- TASK REQUIREMENTS
Collect all lines below with the string "parse".

- RECORDED INFORMATION
▼

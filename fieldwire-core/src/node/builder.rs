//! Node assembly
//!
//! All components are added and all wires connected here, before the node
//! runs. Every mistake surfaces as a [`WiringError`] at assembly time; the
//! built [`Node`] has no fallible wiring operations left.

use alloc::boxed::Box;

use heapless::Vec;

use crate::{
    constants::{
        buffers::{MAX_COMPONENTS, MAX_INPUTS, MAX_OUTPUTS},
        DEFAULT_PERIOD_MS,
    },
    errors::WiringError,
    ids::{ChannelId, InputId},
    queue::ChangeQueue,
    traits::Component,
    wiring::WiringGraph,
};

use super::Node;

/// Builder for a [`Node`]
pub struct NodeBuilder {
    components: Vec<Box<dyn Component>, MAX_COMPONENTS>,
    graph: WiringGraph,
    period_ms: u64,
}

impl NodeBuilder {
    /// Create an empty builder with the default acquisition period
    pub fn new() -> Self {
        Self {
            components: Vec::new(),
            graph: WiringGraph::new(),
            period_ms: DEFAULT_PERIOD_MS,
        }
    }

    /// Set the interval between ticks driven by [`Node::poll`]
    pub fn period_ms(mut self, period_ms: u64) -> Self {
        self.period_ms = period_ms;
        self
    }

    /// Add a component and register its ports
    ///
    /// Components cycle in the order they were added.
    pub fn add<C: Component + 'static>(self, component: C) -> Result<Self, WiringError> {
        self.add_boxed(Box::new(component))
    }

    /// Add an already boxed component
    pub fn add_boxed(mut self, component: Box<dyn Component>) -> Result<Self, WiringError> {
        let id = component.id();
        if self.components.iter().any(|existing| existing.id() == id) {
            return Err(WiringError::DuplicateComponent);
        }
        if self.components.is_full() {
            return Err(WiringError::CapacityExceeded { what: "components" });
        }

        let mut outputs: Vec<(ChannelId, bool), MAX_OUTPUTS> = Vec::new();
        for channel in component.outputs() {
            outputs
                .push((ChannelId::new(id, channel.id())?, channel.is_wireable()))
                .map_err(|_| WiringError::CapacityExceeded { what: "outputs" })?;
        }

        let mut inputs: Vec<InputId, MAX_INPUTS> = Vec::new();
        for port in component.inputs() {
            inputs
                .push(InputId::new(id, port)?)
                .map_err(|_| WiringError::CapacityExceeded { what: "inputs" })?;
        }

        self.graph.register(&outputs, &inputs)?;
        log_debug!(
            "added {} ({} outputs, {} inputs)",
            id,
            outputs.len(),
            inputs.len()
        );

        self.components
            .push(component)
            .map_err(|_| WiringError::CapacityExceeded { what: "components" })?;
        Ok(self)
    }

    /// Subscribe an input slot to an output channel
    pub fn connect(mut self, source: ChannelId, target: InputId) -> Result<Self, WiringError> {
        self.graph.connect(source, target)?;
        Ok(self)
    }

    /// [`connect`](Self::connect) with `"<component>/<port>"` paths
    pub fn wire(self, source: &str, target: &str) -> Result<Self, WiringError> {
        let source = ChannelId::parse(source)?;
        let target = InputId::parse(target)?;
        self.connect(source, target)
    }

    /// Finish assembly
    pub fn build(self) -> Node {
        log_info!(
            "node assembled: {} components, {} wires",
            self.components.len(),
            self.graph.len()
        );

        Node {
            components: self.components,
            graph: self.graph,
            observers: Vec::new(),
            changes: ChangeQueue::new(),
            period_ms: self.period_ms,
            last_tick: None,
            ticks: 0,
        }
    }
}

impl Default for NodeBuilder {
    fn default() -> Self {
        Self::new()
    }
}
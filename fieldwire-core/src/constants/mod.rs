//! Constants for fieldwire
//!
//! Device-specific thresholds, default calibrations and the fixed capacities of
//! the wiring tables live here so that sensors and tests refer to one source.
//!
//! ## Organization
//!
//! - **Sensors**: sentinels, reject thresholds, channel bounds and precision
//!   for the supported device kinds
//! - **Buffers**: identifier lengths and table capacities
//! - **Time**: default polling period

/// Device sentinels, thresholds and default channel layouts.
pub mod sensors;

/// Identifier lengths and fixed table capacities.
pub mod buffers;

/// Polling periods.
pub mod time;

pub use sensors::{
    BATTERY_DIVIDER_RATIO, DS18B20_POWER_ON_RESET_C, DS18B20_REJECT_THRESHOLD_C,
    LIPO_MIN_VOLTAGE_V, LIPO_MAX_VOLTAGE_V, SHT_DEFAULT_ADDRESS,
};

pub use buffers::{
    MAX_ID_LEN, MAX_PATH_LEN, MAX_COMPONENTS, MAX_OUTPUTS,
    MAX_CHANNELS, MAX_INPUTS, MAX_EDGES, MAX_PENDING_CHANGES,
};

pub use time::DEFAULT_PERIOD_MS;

▲

- EXERCISE RESPONSE
        let source = ChannelId::parse(source)?;
        let target = InputId::parse(target)?;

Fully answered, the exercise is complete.